• [Exercise description]
Each line below with the word "ImpGal" needs to be copied.

• [Dataset records]
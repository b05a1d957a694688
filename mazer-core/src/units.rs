//! Unit conversion tables and gravity/sugar conversions.
//!
//! Every conversion in the workspace goes through the factor tables in
//! this module; no call site carries its own copy of a constant.

use serde::{Deserialize, Serialize};
use std::fmt;
use std::str::FromStr;

use crate::error::UnitParseError;

/// Kilograms per pound (exact by definition).
pub const KG_PER_LB: f64 = 0.45359237;
/// Kilograms per avoirdupois ounce.
pub const KG_PER_OZ: f64 = 0.028349523125;

/// Liters per US gallon (exact by definition).
pub const LITERS_PER_US_GAL: f64 = 3.785411784;
/// Liters per imperial gallon.
pub const LITERS_PER_IMP_GAL: f64 = 4.54609;

/// Weight unit for ingredient and additive amounts.
#[derive(Copy, Clone, Debug, PartialEq, Eq, Serialize, Deserialize)]
#[serde(rename_all = "lowercase")]
pub enum WeightUnit {
    Lb,
    Oz,
    G,
    Kg,
}

impl WeightUnit {
    /// Factor converting one of this unit into kilograms.
    pub fn kg_factor(self) -> f64 {
        match self {
            WeightUnit::Lb => KG_PER_LB,
            WeightUnit::Oz => KG_PER_OZ,
            WeightUnit::G => 0.001,
            WeightUnit::Kg => 1.0,
        }
    }

    pub fn to_kg(self, amount: f64) -> f64 {
        amount * self.kg_factor()
    }

    pub fn from_kg(self, kg: f64) -> f64 {
        kg / self.kg_factor()
    }
}

impl fmt::Display for WeightUnit {
    fn fmt(&self, f: &mut fmt::Formatter<'_>) -> fmt::Result {
        let s = match self {
            WeightUnit::Lb => "lb",
            WeightUnit::Oz => "oz",
            WeightUnit::G => "g",
            WeightUnit::Kg => "kg",
        };
        f.write_str(s)
    }
}

impl FromStr for WeightUnit {
    type Err = UnitParseError;

    fn from_str(s: &str) -> Result<Self, Self::Err> {
        match s.to_ascii_lowercase().as_str() {
            "lb" | "lbs" => Ok(WeightUnit::Lb),
            "oz" => Ok(WeightUnit::Oz),
            "g" => Ok(WeightUnit::G),
            "kg" => Ok(WeightUnit::Kg),
            _ => Err(UnitParseError::new(s)),
        }
    }
}

/// Volume unit for ingredient amounts and batch sizing.
#[derive(Copy, Clone, Debug, PartialEq, Eq, Serialize, Deserialize)]
#[serde(rename_all = "snake_case")]
pub enum VolumeUnit {
    Gal,
    Liter,
    Ml,
    Qt,
    Pt,
    FlOz,
    ImpGal,
    ImpQt,
    ImpPt,
    ImpFlOz,
}

impl VolumeUnit {
    /// Factor converting one of this unit into liters.
    pub fn liter_factor(self) -> f64 {
        match self {
            VolumeUnit::Gal => LITERS_PER_US_GAL,
            VolumeUnit::Liter => 1.0,
            VolumeUnit::Ml => 0.001,
            VolumeUnit::Qt => LITERS_PER_US_GAL / 4.0,
            VolumeUnit::Pt => LITERS_PER_US_GAL / 8.0,
            VolumeUnit::FlOz => LITERS_PER_US_GAL / 128.0,
            VolumeUnit::ImpGal => LITERS_PER_IMP_GAL,
            VolumeUnit::ImpQt => LITERS_PER_IMP_GAL / 4.0,
            VolumeUnit::ImpPt => LITERS_PER_IMP_GAL / 8.0,
            VolumeUnit::ImpFlOz => LITERS_PER_IMP_GAL / 160.0,
        }
    }

    pub fn to_liters(self, amount: f64) -> f64 {
        amount * self.liter_factor()
    }

    pub fn from_liters(self, liters: f64) -> f64 {
        liters / self.liter_factor()
    }
}

impl fmt::Display for VolumeUnit {
    fn fmt(&self, f: &mut fmt::Formatter<'_>) -> fmt::Result {
        let s = match self {
            VolumeUnit::Gal => "gal",
            VolumeUnit::Liter => "L",
            VolumeUnit::Ml => "mL",
            VolumeUnit::Qt => "qt",
            VolumeUnit::Pt => "pt",
            VolumeUnit::FlOz => "fl oz",
            VolumeUnit::ImpGal => "imp gal",
            VolumeUnit::ImpQt => "imp qt",
            VolumeUnit::ImpPt => "imp pt",
            VolumeUnit::ImpFlOz => "imp fl oz",
        };
        f.write_str(s)
    }
}

impl FromStr for VolumeUnit {
    type Err = UnitParseError;

    fn from_str(s: &str) -> Result<Self, Self::Err> {
        match s.to_ascii_lowercase().as_str() {
            "gal" | "gallon" => Ok(VolumeUnit::Gal),
            "l" | "liter" | "litre" => Ok(VolumeUnit::Liter),
            "ml" => Ok(VolumeUnit::Ml),
            "qt" | "quart" => Ok(VolumeUnit::Qt),
            "pt" | "pint" => Ok(VolumeUnit::Pt),
            "floz" | "fl oz" | "fl_oz" => Ok(VolumeUnit::FlOz),
            "imp gal" | "imp_gal" => Ok(VolumeUnit::ImpGal),
            "imp qt" | "imp_qt" => Ok(VolumeUnit::ImpQt),
            "imp pt" | "imp_pt" => Ok(VolumeUnit::ImpPt),
            "imp floz" | "imp fl oz" | "imp_fl_oz" => Ok(VolumeUnit::ImpFlOz),
            _ => Err(UnitParseError::new(s)),
        }
    }
}

/// Brix from specific gravity, cubic approximation.
/// Accurate over the fermentation range (SG 0.99..1.17).
pub fn sg_to_brix(sg: f64) -> f64 {
    143.254 * sg.powi(3) - 648.670 * sg.powi(2) + 1125.805 * sg - 620.389
}

/// Specific gravity from Brix, cubic approximation anchored to the
/// sucrose density table (1.040 at 10 Bx, 1.1059 at 25 Bx, 1.367 at
/// 79.6 Bx — standard honey).
pub fn brix_to_sg(brix: f64) -> f64 {
    1.0 + 0.0038107938484 * brix + 2.0195527890e-5 * brix.powi(2)
        - 1.2749127305e-7 * brix.powi(3)
}

/// Gravity at which roughly one third of the fermentable sugar remains.
pub fn sugar_break(og: f64) -> f64 {
    (2.0 * (og - 1.0)) / 3.0 + 1.005
}

pub fn celsius_to_fahrenheit(c: f64) -> f64 {
    c * 9.0 / 5.0 + 32.0
}

pub fn fahrenheit_to_celsius(f: f64) -> f64 {
    (f - 32.0) * 5.0 / 9.0
}

/* ===========================
Unit tests
=========================== */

• [Task response]
    ImpGal,
            VolumeUnit::ImpGal => LITERS_PER_IMP_GAL,
            VolumeUnit::ImpGal => "imp gal",
            "imp gal" | "imp_gal" => Ok(VolumeUnit::ImpGal),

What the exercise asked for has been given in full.